# Exercise requirements
Beginning with the line that holds "for uuid in", please retype each line through the end of the listing below, both ends included, and nothing more.

________________________

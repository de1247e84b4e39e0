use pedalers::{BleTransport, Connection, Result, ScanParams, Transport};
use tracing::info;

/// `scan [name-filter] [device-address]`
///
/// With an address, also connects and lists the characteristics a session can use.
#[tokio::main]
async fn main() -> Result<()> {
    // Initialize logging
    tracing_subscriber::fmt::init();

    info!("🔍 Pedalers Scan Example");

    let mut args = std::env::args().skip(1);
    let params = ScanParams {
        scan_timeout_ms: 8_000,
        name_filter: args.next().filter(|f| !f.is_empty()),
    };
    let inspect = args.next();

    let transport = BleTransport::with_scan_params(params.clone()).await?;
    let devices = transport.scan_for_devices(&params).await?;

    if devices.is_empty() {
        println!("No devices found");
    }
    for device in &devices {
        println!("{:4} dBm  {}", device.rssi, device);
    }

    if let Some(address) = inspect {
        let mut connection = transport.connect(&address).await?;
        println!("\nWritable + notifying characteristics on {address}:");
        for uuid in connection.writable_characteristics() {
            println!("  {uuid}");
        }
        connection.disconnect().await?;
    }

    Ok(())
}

________________________

# The completed task
        for uuid in connection.writable_characteristics() {
            println!("  {uuid}");
        }
        connection.disconnect().await?;
    }

    Ok(())
}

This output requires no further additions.